Minister for the Environment Meaghan Scanlon said the $40,000 exciting new education rooms would provide a unique and authentic wildlife experience for children.
“The new room at David Fleay Wildlife Park connects students with wildlife and the environment in an educational setting,” Minister Scanlon said.
“The room replicates the iconic and beautiful rainforest habitat of the Springbrook National Park and Lamington National Park achieved through floor to ceiling wall art, natural and artificial flora.
“A combination of living plants and an artificial environment will allow students to be transported to a location that epitomizes the local national parks and gives them a unique opportunity to interact up close with the park’s wildlife ambassadors. The room is the first of its kind in Queensland.
“Students will see wildlife up close, naturally displaying their unique behaviours, while our rangers can help students learn about those incredible animals and the special habitat they live in.”
Minister Scanlon said the room caters for class groups ensuring every student can be engaged in the experience.
“Staff at the David Fleay Wildlife Park expect up to 20,000 students to visit the room in the next year, and that number is expected to grow annually,” she said.

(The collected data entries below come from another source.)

//! Latest-value indicators over aligned price/volume series.
//!
//! Every function follows the same contract: `Ok(Some(_))` carries the most
//! recent value, `Ok(None)` means the series is too short (or the value is
//! undefined for the window), and `Err(Invalid)` is reserved for malformed
//! input such as a zero window or mismatched series lengths. Short input
//! never panics and never errors.

use summary_core::Error;

/// Simple moving average of the trailing `window` closes.
pub fn sma(prices: &[f64], window: usize) -> Result<Option<f64>, Error> {
    if window == 0 {
        return Err(Error::Invalid("sma window must be positive".into()));
    }
    if prices.len() < window {
        return Ok(None);
    }

    let sum: f64 = prices[prices.len() - window..].iter().sum();
    Ok(Some(sum / window as f64))
}

/// Exponential moving average, seeded from the first sample.
///
/// Non-adjusted recursive form: each step folds the new sample in with
/// weight 2/(period+1), so a single sample is its own EMA.
pub fn ema(prices: &[f64], period: usize) -> Result<Option<f64>, Error> {
    if period == 0 {
        return Err(Error::Invalid("ema period must be positive".into()));
    }
    Ok(ema_series(prices, period).last().copied())
}

fn ema_series(data: &[f64], period: usize) -> Vec<f64> {
    let alpha = 2.0 / (period as f64 + 1.0);
    let mut current = match data.first() {
        Some(&first) => first,
        None => return Vec::new(),
    };

    let mut out = Vec::with_capacity(data.len());
    out.push(current);
    for &p in &data[1..] {
        current = alpha * p + (1.0 - alpha) * current;
        out.push(current);
    }
    out
}

/// Relative Strength Index with Wilder's smoothing.
///
/// Needs `period + 1` samples. Seed averages come from the first `period`
/// deltas; later deltas are folded in recursively. A tail with no losses
/// pins the index to 100; a tail with neither gains nor losses leaves it
/// undefined.
pub fn rsi(prices: &[f64], period: usize) -> Result<Option<f64>, Error> {
    if period == 0 {
        return Err(Error::Invalid("rsi period must be positive".into()));
    }
    if prices.len() < period + 1 {
        return Ok(None);
    }

    let mut gains = Vec::with_capacity(prices.len() - 1);
    let mut losses = Vec::with_capacity(prices.len() - 1);
    for pair in prices.windows(2) {
        let change = pair[1] - pair[0];
        if change > 0.0 {
            gains.push(change);
            losses.push(0.0);
        } else {
            gains.push(0.0);
            losses.push(change.abs());
        }
    }

    let mut avg_gain = gains[..period].iter().sum::<f64>() / period as f64;
    let mut avg_loss = losses[..period].iter().sum::<f64>() / period as f64;

    for i in period..gains.len() {
        avg_gain = (avg_gain * (period - 1) as f64 + gains[i]) / period as f64;
        avg_loss = (avg_loss * (period - 1) as f64 + losses[i]) / period as f64;
    }

    if avg_loss == 0.0 {
        if avg_gain > 0.0 {
            return Ok(Some(100.0));
        }
        return Ok(None);
    }

    let rs = avg_gain / avg_loss;
    Ok(Some(100.0 - 100.0 / (1.0 + rs)))
}

pub struct MacdOutput {
    pub macd: f64,
    pub signal: f64,
    pub histogram: f64,
}

/// MACD line, signal line and histogram at the newest sample.
///
/// Both EMAs are seeded from the first sample, so the lines align
/// index-by-index across the whole series.
pub fn macd(
    prices: &[f64],
    fast: usize,
    slow: usize,
    signal_period: usize,
) -> Result<Option<MacdOutput>, Error> {
    if fast == 0 || slow == 0 || signal_period == 0 {
        return Err(Error::Invalid("macd periods must be positive".into()));
    }
    if fast >= slow {
        return Err(Error::Invalid(
            "macd fast period must be shorter than the slow period".into(),
        ));
    }

    let ema_fast = ema_series(prices, fast);
    let ema_slow = ema_series(prices, slow);
    let macd_line: Vec<f64> = ema_fast
        .iter()
        .zip(&ema_slow)
        .map(|(f, s)| f - s)
        .collect();
    let signal_line = ema_series(&macd_line, signal_period);

    match (macd_line.last(), signal_line.last()) {
        (Some(&m), Some(&s)) => Ok(Some(MacdOutput {
            macd: m,
            signal: s,
            histogram: m - s,
        })),
        _ => Ok(None),
    }
}

pub struct BollingerOutput {
    pub upper: f64,
    pub middle: f64,
    pub lower: f64,
}

/// Bollinger bands at `width` population standard deviations around the
/// trailing SMA. Undefined until `period` samples exist.
pub fn bollinger_bands(
    prices: &[f64],
    period: usize,
    width: f64,
) -> Result<Option<BollingerOutput>, Error> {
    if period == 0 {
        return Err(Error::Invalid("bollinger period must be positive".into()));
    }
    if prices.len() < period {
        return Ok(None);
    }

    let window = &prices[prices.len() - period..];
    let mean = window.iter().sum::<f64>() / period as f64;
    let variance = window.iter().map(|x| (x - mean).powi(2)).sum::<f64>() / period as f64;
    let std = variance.sqrt();

    Ok(Some(BollingerOutput {
        upper: mean + width * std,
        middle: mean,
        lower: mean - width * std,
    }))
}

pub struct StochasticOutput {
    pub k: f64,
    pub d: f64,
}

/// Stochastic oscillator %K over the trailing window.
///
/// A single snapshot carries no %K history to average, so %D degenerates
/// to %K here. A window with no range leaves the oscillator undefined.
pub fn stochastic(
    closes: &[f64],
    lows: &[f64],
    highs: &[f64],
    period: usize,
) -> Result<Option<StochasticOutput>, Error> {
    if period == 0 {
        return Err(Error::Invalid("stochastic period must be positive".into()));
    }
    if closes.len() != lows.len() || closes.len() != highs.len() {
        return Err(Error::Invalid(format!(
            "stochastic series lengths differ: close {}, low {}, high {}",
            closes.len(),
            lows.len(),
            highs.len()
        )));
    }
    if closes.len() < period {
        return Ok(None);
    }

    let start = closes.len() - period;
    let highest = highs[start..]
        .iter()
        .copied()
        .fold(f64::NEG_INFINITY, f64::max);
    let lowest = lows[start..].iter().copied().fold(f64::INFINITY, f64::min);
    if highest == lowest {
        return Ok(None);
    }

    let k = 100.0 * (closes[closes.len() - 1] - lowest) / (highest - lowest);
    Ok(Some(StochasticOutput { k, d: k }))
}

/// Average True Range: arithmetic mean of the trailing `period` true
/// ranges. The first bar has no prior close, so its range stands alone.
pub fn atr(
    highs: &[f64],
    lows: &[f64],
    closes: &[f64],
    period: usize,
) -> Result<Option<f64>, Error> {
    if period == 0 {
        return Err(Error::Invalid("atr period must be positive".into()));
    }
    if highs.len() != lows.len() || highs.len() != closes.len() {
        return Err(Error::Invalid(format!(
            "atr series lengths differ: high {}, low {}, close {}",
            highs.len(),
            lows.len(),
            closes.len()
        )));
    }
    if highs.len() < period {
        return Ok(None);
    }

    let mut true_ranges = Vec::with_capacity(highs.len());
    true_ranges.push(highs[0] - lows[0]);
    for i in 1..highs.len() {
        let high_low = highs[i] - lows[i];
        let high_close = (highs[i] - closes[i - 1]).abs();
        let low_close = (lows[i] - closes[i - 1]).abs();
        true_ranges.push(high_low.max(high_close).max(low_close));
    }

    let tail = &true_ranges[true_ranges.len() - period..];
    Ok(Some(tail.iter().sum::<f64>() / period as f64))
}

/// On-Balance Volume, anchored at the first bar's volume: rising closes
/// add volume, falling closes subtract it, flat closes hold.
pub fn obv(closes: &[f64], volumes: &[u64]) -> Result<Option<i64>, Error> {
    if closes.len() != volumes.len() {
        return Err(Error::Invalid(format!(
            "obv series lengths differ: close {}, volume {}",
            closes.len(),
            volumes.len()
        )));
    }
    if closes.is_empty() {
        return Ok(None);
    }

    let mut total = volumes[0] as i64;
    for i in 1..closes.len() {
        if closes[i] > closes[i - 1] {
            total += volumes[i] as i64;
        } else if closes[i] < closes[i - 1] {
            total -= volumes[i] as i64;
        }
    }
    Ok(Some(total))
}
use chrono::{DateTime, Duration, NaiveTime, Utc};
use summary_core::{FilingReport, StatementRecord};

const STATEMENT_TTL_DAYS: i64 = 1;
const FILING_TTL_DAYS: i64 = 7;

/// How current a stored collection is relative to its TTL.
#[derive(Debug, Clone, Copy, PartialEq, Eq)]
pub enum Freshness {
    Fresh,
    Stale,
    Missing,
}

/// Decides whether stored data can be served as-is or needs a refetch.
///
/// Statement sets age from the newest record's date (midnight UTC, since
/// statement dates carry no time of day); filings age from `retrieved_at`.
/// Only `Fresh` short-circuits a fetch. `Stale` and `Missing` both refetch.
#[derive(Debug, Clone, Copy)]
pub struct FreshnessPolicy {
    statement_ttl: Duration,
    filing_ttl: Duration,
}

impl Default for FreshnessPolicy {
    fn default() -> Self {
        Self {
            statement_ttl: Duration::days(STATEMENT_TTL_DAYS),
            filing_ttl: Duration::days(FILING_TTL_DAYS),
        }
    }
}

impl FreshnessPolicy {
    pub fn new(statement_ttl: Duration, filing_ttl: Duration) -> Self {
        Self {
            statement_ttl,
            filing_ttl,
        }
    }

    pub fn statements(&self, records: &[StatementRecord]) -> Freshness {
        self.statements_at(records, Utc::now())
    }

    pub fn filing(&self, report: Option<&FilingReport>) -> Freshness {
        self.filing_at(report, Utc::now())
    }

    fn statements_at(&self, records: &[StatementRecord], now: DateTime<Utc>) -> Freshness {
        let Some(newest) = records.iter().map(|r| r.date()).max() else {
            return Freshness::Missing;
        };
        let stamp = newest.and_time(NaiveTime::MIN).and_utc();
        if now - stamp < self.statement_ttl {
            Freshness::Fresh
        } else {
            Freshness::Stale
        }
    }

    fn filing_at(&self, report: Option<&FilingReport>, now: DateTime<Utc>) -> Freshness {
        let Some(report) = report else {
            return Freshness::Missing;
        };
        if now - report.retrieved_at < self.filing_ttl {
            Freshness::Fresh
        } else {
            Freshness::Stale
        }
    }
}

#[cfg(test)]
mod tests {
    use super::*;
    use chrono::{NaiveDate, TimeZone};
    use summary_core::{FilingKind, IncomeStatement};

    fn income_dated(y: i32, m: u32, d: u32) -> StatementRecord {
        StatementRecord::Income(IncomeStatement {
            symbol: "AAPL".into(),
            date: NaiveDate::from_ymd_opt(y, m, d).unwrap(),
            ..Default::default()
        })
    }

    fn at(y: i32, m: u32, d: u32, h: u32) -> DateTime<Utc> {
        Utc.with_ymd_and_hms(y, m, d, h, 0, 0).unwrap()
    }

    #[test]
    fn empty_collection_is_missing() {
        let policy = FreshnessPolicy::default();
        assert_eq!(policy.statements(&[]), Freshness::Missing);
    }

    #[test]
    fn twelve_hour_old_records_are_fresh() {
        let policy = FreshnessPolicy::default();
        let records = vec![income_dated(2024, 6, 2)];
        let now = at(2024, 6, 2, 12);
        assert_eq!(policy.statements_at(&records, now), Freshness::Fresh);
    }

    #[test]
    fn thirty_six_hour_old_records_are_stale() {
        let policy = FreshnessPolicy::default();
        let records = vec![income_dated(2024, 6, 2)];
        let now = at(2024, 6, 3, 12);
        assert_eq!(policy.statements_at(&records, now), Freshness::Stale);
    }

    #[test]
    fn exactly_ttl_old_is_stale() {
        let policy = FreshnessPolicy::default();
        let records = vec![income_dated(2024, 6, 2)];
        let now = at(2024, 6, 3, 0);
        assert_eq!(policy.statements_at(&records, now), Freshness::Stale);
    }

    #[test]
    fn newest_record_decides() {
        let policy = FreshnessPolicy::default();
        let records = vec![income_dated(2023, 6, 2), income_dated(2024, 6, 2)];
        let now = at(2024, 6, 2, 12);
        assert_eq!(policy.statements_at(&records, now), Freshness::Fresh);
    }

    #[test]
    fn filing_ages_from_retrieved_at() {
        let policy = FreshnessPolicy::default();
        let report = FilingReport {
            symbol: "AAPL".into(),
            kind: FilingKind::TenK,
            url: "https://example.com/10-K".into(),
            retrieved_at: at(2024, 6, 1, 0),
            text: "body".into(),
            truncated: false,
            full_text_length: 4,
        };

        assert_eq!(
            policy.filing_at(Some(&report), at(2024, 6, 3, 0)),
            Freshness::Fresh
        );
        assert_eq!(
            policy.filing_at(Some(&report), at(2024, 6, 9, 0)),
            Freshness::Stale
        );
        assert_eq!(policy.filing_at(None, at(2024, 6, 3, 0)), Freshness::Missing);
    }
}
#[derive(Debug, Deserialize)]
#[serde(rename_all = "camelCase")]
struct ProfileRow {
    symbol: String,
    #[serde(default)]
    company_name: Option<String>,
    #[serde(default)]
    sector: Option<String>,
    #[serde(default)]
    industry: Option<String>,
    #[serde(default)]
    exchange: Option<String>,
    #[serde(default)]
    currency: Option<String>,
    #[serde(default)]
    website: Option<String>,
    #[serde(default)]
    description: Option<String>,
    #[serde(default)]
    price: Option<f64>,
    #[serde(default)]
    beta: Option<f64>,
    #[serde(default)]
    vol_avg: Option<u64>,
    #[serde(default)]
    mkt_cap: Option<f64>,
    #[serde(default)]
    last_div: Option<f64>,
}

impl ProfileRow {
    fn into_profile(self) -> CompanyProfile {
        CompanyProfile {
            symbol: self.symbol,
            company_name: self.company_name,
            sector: self.sector,
            industry: self.industry,
            exchange: self.exchange,
            currency: self.currency,
            website: self.website,
            description: self.description,
            price: self.price,
            beta: self.beta,
            vol_avg: self.vol_avg,
            mkt_cap: self.mkt_cap,
            last_div: self.last_div,
        }
    }
}

#[derive(Debug, Deserialize)]
#[serde(rename_all = "camelCase")]
struct QuoteRow {
    symbol: String,
    #[serde(default)]
    price: Option<f64>,
    #[serde(default)]
    change: Option<f64>,
    #[serde(default)]
    changes_percentage: Option<f64>,
    #[serde(default)]
    day_low: Option<f64>,
    #[serde(default)]
    day_high: Option<f64>,
    #[serde(default)]
    year_low: Option<f64>,
    #[serde(default)]
    year_high: Option<f64>,
    #[serde(default)]
    market_cap: Option<f64>,
    #[serde(default)]
    price_avg_50: Option<f64>,
    #[serde(default)]
    price_avg_200: Option<f64>,
    #[serde(default)]
    volume: Option<u64>,
    #[serde(default)]
    avg_volume: Option<u64>,
    #[serde(default)]
    open: Option<f64>,
    #[serde(default)]
    previous_close: Option<f64>,
    #[serde(default)]
    eps: Option<f64>,
    #[serde(default)]
    pe: Option<f64>,
    #[serde(default)]
    shares_outstanding: Option<f64>,
}

impl QuoteRow {
    fn into_quote(self) -> RealTimeQuote {
        RealTimeQuote {
            symbol: self.symbol,
            price: self.price,
            change: self.change,
            changes_percentage: self.changes_percentage,
            day_low: self.day_low,
            day_high: self.day_high,
            year_low: self.year_low,
            year_high: self.year_high,
            market_cap: self.market_cap,
            price_avg_50: self.price_avg_50,
            price_avg_200: self.price_avg_200,
            volume: self.volume,
            avg_volume: self.avg_volume,
            open: self.open,
            previous_close: self.previous_close,
            eps: self.eps,
            pe: self.pe,
            shares_outstanding: self.shares_outstanding,
        }
    }
}

#[derive(Debug, Deserialize)]
struct HistoryResponse {
    #[serde(default)]
    historical: Vec<HistoryRow>,
}

#[derive(Debug, Deserialize)]
struct HistoryRow {
    date: NaiveDate,
    open: f64,
    high: f64,
    low: f64,
    close: f64,
    volume: u64,
}

#[derive(Debug, Deserialize)]
#[serde(rename_all = "camelCase")]
struct IncomeRow {
    symbol: String,
    date: NaiveDate,
    period: String,
    #[serde(default)]
    revenue: Option<f64>,
    #[serde(default)]
    cost_of_revenue: Option<f64>,
    #[serde(default)]
    gross_profit: Option<f64>,
    #[serde(default)]
    gross_profit_ratio: Option<f64>,
    #[serde(default)]
    operating_expenses: Option<f64>,
    #[serde(default)]
    operating_income: Option<f64>,
    #[serde(default)]
    operating_income_ratio: Option<f64>,
    #[serde(default)]
    ebitda: Option<f64>,
    #[serde(default)]
    interest_expense: Option<f64>,
    #[serde(default)]
    income_before_tax: Option<f64>,
    #[serde(default)]
    income_tax_expense: Option<f64>,
    #[serde(default)]
    net_income: Option<f64>,
    #[serde(default)]
    net_income_ratio: Option<f64>,
    #[serde(default)]
    eps: Option<f64>,
    #[serde(default)]
    eps_diluted: Option<f64>,
    #[serde(default)]
    weighted_average_shs_out: Option<f64>,
}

“The authentic learning experiences align with the national education curriculum and reinforce the Queensland Government’s conservation messaging.
“The new space is inspired by a key message of David Attenborough, who said ‘No one will protect what they don’t first care about, and no one will care about what they don’t first experience.’
“Students are our future conservation champions and we hope by visiting the new room, they will learn more about our environment, the unique ecosystems within, and do what they can to protect it.”
A few of the wildlife ambassadors that students will be able to meet include:
- Squirrel gliders
- Red tailed black cockatoo
- Tawny Frogmouth
- Eclectus parrots
- A Bridled Nailtail Wallaby called Flash who represents a species that was thought to be extinct for over 30 years
David Fleay Wildlife Park was established in 1952 by Australian naturalist David Fleay, and added to the Queensland Heritage Register in February 2001. The park is home to more than 80 species of animals. Each year, more than 42,000 people visit the park.